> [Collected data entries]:
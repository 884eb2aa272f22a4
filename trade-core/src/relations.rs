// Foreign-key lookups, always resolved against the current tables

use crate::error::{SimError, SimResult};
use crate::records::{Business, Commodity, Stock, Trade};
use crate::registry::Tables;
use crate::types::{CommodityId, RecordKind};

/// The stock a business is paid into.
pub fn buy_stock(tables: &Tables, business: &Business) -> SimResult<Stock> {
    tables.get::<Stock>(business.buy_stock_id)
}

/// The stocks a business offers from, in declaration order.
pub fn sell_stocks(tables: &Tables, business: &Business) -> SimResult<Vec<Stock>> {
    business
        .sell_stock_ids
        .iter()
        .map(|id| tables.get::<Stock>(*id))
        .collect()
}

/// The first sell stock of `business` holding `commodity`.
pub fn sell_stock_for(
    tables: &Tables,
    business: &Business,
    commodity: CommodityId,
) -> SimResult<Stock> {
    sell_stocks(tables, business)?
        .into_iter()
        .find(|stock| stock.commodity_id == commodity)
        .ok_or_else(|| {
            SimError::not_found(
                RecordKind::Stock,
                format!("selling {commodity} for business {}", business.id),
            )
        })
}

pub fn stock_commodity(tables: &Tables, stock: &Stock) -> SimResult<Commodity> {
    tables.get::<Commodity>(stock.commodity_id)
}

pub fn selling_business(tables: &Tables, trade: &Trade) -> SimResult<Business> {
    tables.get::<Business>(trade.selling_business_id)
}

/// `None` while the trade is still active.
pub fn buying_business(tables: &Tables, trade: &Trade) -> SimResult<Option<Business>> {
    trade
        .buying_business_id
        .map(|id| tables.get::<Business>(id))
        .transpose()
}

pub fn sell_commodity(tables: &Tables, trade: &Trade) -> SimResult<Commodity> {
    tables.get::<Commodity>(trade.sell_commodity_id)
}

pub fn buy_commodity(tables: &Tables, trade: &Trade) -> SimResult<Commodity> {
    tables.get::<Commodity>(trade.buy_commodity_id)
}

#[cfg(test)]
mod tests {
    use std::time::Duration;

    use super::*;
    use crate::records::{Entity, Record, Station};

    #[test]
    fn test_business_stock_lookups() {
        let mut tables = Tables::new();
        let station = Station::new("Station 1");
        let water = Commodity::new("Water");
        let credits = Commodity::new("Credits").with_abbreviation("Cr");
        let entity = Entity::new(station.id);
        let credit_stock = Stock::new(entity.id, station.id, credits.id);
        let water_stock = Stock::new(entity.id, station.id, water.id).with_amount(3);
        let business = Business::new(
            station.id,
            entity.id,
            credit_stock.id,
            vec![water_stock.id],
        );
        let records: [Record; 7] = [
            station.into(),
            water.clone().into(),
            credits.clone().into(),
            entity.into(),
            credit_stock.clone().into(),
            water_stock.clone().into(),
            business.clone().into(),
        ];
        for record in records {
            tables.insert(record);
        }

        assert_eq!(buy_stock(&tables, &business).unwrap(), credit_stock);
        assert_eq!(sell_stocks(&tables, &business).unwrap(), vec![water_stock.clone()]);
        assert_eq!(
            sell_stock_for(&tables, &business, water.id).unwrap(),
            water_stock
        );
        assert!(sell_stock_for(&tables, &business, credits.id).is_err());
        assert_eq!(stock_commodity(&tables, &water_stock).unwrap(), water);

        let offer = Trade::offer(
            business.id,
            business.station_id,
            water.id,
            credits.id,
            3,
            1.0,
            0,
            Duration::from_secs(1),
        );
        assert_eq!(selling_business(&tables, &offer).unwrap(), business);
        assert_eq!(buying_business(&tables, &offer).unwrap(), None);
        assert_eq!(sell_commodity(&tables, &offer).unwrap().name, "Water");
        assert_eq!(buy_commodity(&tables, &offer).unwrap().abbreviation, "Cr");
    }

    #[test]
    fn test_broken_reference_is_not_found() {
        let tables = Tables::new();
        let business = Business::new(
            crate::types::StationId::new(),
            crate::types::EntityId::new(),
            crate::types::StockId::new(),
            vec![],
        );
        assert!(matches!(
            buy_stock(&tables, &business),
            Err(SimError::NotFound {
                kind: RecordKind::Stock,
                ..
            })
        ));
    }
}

...

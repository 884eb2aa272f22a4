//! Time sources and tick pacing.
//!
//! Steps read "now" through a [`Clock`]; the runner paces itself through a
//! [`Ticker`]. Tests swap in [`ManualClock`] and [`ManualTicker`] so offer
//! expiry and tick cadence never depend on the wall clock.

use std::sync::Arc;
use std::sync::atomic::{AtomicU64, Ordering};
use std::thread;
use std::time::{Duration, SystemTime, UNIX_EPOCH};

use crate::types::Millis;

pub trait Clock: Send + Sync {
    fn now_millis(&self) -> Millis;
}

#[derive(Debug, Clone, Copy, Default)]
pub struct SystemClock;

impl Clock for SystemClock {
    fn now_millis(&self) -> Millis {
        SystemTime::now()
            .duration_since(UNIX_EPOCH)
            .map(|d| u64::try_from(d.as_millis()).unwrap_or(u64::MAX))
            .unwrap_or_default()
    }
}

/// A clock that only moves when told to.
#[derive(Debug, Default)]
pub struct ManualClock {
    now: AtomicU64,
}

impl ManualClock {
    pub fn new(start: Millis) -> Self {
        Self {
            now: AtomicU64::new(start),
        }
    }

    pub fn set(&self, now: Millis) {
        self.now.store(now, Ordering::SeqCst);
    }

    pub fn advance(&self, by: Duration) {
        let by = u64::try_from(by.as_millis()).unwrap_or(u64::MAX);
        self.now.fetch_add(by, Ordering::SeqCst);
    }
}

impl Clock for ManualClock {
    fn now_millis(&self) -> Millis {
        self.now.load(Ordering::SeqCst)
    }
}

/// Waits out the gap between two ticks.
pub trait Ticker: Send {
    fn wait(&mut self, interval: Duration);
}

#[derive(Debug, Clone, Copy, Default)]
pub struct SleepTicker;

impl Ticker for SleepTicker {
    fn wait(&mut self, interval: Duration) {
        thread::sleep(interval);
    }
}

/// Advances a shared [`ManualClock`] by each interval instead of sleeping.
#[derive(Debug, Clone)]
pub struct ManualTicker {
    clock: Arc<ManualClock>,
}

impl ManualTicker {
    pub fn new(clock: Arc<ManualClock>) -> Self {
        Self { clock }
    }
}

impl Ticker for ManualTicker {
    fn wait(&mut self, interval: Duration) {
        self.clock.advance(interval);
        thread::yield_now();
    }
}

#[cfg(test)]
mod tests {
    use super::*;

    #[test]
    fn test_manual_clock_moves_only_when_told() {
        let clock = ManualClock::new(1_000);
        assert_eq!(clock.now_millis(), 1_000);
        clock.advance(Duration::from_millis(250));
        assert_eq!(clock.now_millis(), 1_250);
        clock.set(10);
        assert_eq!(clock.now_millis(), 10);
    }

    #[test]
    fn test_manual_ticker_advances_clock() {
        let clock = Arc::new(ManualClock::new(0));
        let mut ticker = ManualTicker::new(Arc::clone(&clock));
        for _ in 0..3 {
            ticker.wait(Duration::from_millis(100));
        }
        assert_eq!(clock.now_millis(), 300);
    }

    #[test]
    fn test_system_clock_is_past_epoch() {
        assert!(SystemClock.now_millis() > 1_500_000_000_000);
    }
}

> [Task brief]: In the records above, each line with the string "Ordering" should be copied.

> [Written response]:
use std::sync::atomic::{AtomicU64, Ordering};
        self.now.store(now, Ordering::SeqCst);
        self.now.fetch_add(by, Ordering::SeqCst);
        self.now.load(Ordering::SeqCst)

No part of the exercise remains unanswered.